Artificial intelligence for teleophthalmology-based diabetic retinopathy screening in a national programme: an economic analysis modelling study

Abstract

Background: Deep learning is a novel machine learning technique that has been shown to be as effective as human graders in detecting diabetic retinopathy from fundus photographs. We used a cost-minimisation analysis to evaluate the potential savings of two deep learning approaches as compared with the current human assessment: a semi-automated deep learning model as a triage filter before secondary human assessment; and a fully automated deep learning model without human assessment.

Methods: In this economic analysis modelling study, using 39 006 consecutive patients with diabetes in a national diabetic retinopathy screening programme in Singapore in 2015, we used a decision tree model and TreeAge Pro to compare the actual cost of screening this cohort with human graders against the simulated cost for semi-automated and fully automated screening models. Model parameters included diabetic retinopathy prevalence rates, diabetic retinopathy screening costs under each screening model, cost of medical consultation, and diagnostic performance (ie, sensitivity and specificity). The primary outcome was total cost for each screening model. Deterministic sensitivity analyses were done to gauge the sensitivity of the results to key model assumptions.
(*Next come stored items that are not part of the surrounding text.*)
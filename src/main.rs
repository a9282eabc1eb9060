//! Duckweed controller: command-line entry point.
//!
//! Analyses camera frames in order through one [`ControlService`], so the
//! pH hysteresis carries from frame to frame, and prints one JSON report
//! per frame followed by a final status line.
//!
//! ```text
//! ┌──────────────────────────────────────────────────────┐
//! │  Adapters                                            │
//! │  EnvConfig / FileConfig   LogEventSink   NullDriver  │
//! │  ─────────────── Port Trait Boundary ──────────────  │
//! │  ControlService: estimator · valve · pH · store      │
//! └──────────────────────────────────────────────────────┘
//! ```
//!
//! No relay HAL is linked into this binary; it always runs headless.

use std::path::PathBuf;

use anyhow::{Context, Result};
use clap::Parser;
use log::{error, info, warn};

use duckweed::adapters::env_config::EnvConfig;
use duckweed::adapters::file_config::FileConfig;
use duckweed::adapters::log_sink::LogEventSink;
use duckweed::app::commands::AppCommand;
use duckweed::app::ports::{ConfigPort, PhSensorPort};
use duckweed::app::service::ControlService;
use duckweed::drivers::NullDriver;
use duckweed::sensors::{FixedPhReading, NoPhSensor};
use duckweed::vision::CoverageEstimator;
use duckweed::vision::io::load_frame;

#[derive(Parser, Debug)]
#[command(name = "duckweed", version, about = "Duckweed coverage and actuator control")]
struct Args {
    /// JSON config file; environment variables are used when omitted
    #[arg(long, env = "DUCKWEED_CONFIG")]
    config: Option<PathBuf>,

    /// Measured pH applied to every frame
    #[arg(long)]
    ph: Option<f32>,

    /// Valve close threshold override (0-100)
    #[arg(long)]
    threshold: Option<f64>,

    /// Frames to analyse, in order
    #[arg(required = true)]
    images: Vec<PathBuf>,
}

fn main() -> Result<()> {
    env_logger::Builder::from_env(env_logger::Env::default().default_filter_or("info")).init();
    let args = Args::parse();

    info!("duckweed v{}", env!("CARGO_PKG_VERSION"));

    // ── 1. Config ─────────────────────────────────────────────
    let config = match &args.config {
        Some(path) => FileConfig::new(path).load(),
        None => EnvConfig::from_process().load(),
    }
    .context("loading configuration")?;

    // ── 2. Strategy and driver, resolved once ─────────────────
    let estimator = CoverageEstimator::select(&config.weights_path, None);
    let wiring = config.wiring();
    info!("Relay wiring {} (not driven, headless)", wiring);
    let service = ControlService::new(estimator, config.control, NullDriver::new())
        .context("building control service")?
        .with_wiring(wiring);
    let mut sink = LogEventSink::new();

    if let Some(t) = args.threshold {
        if let Err(e) = service.handle_command(AppCommand::SetCloseThreshold(t), &mut sink) {
            warn!(
                "--threshold {} ignored ({}), using {}%",
                t,
                e,
                service.config().close_threshold
            );
        }
    }

    let mut sensor: Box<dyn PhSensorPort> = match args.ph {
        Some(v) => Box::new(FixedPhReading(v)),
        None => Box::new(NoPhSensor),
    };

    // ── 3. Frames ─────────────────────────────────────────────
    for path in &args.images {
        let frame = match load_frame(path) {
            Ok(f) => f,
            Err(e) => {
                error!("Skipping {}: {}", path.display(), e);
                continue;
            }
        };
        let report = service
            .analyze_with_sensor(&frame, sensor.as_mut(), &mut sink)
            .with_context(|| format!("analysing {}", path.display()))?;
        println!("{}", serde_json::to_string(&report)?);
    }

    println!("{}", serde_json::to_string(&service.status())?);
    Ok(())
}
Findings: From the health system perspective, the semi-automated screening model was the least expensive of the three models, at US$62 per patient per year. The fully automated model was $66 per patient per year, and the human assessment model was $77 per patient per year. The savings to the Singapore health system associated with switching to the semi-automated model are estimated to be $489 000, which is roughly 20% of the current annual screening cost. By 2050, Singapore is projected to have 1 million people with diabetes; at this time, the estimated annual savings would be $15 million.

Interpretation: This study provides a strong economic rationale for using deep learning systems as an assistive tool to screen for diabetic retinopathy.

Funding: Ministry of Health, Singapore.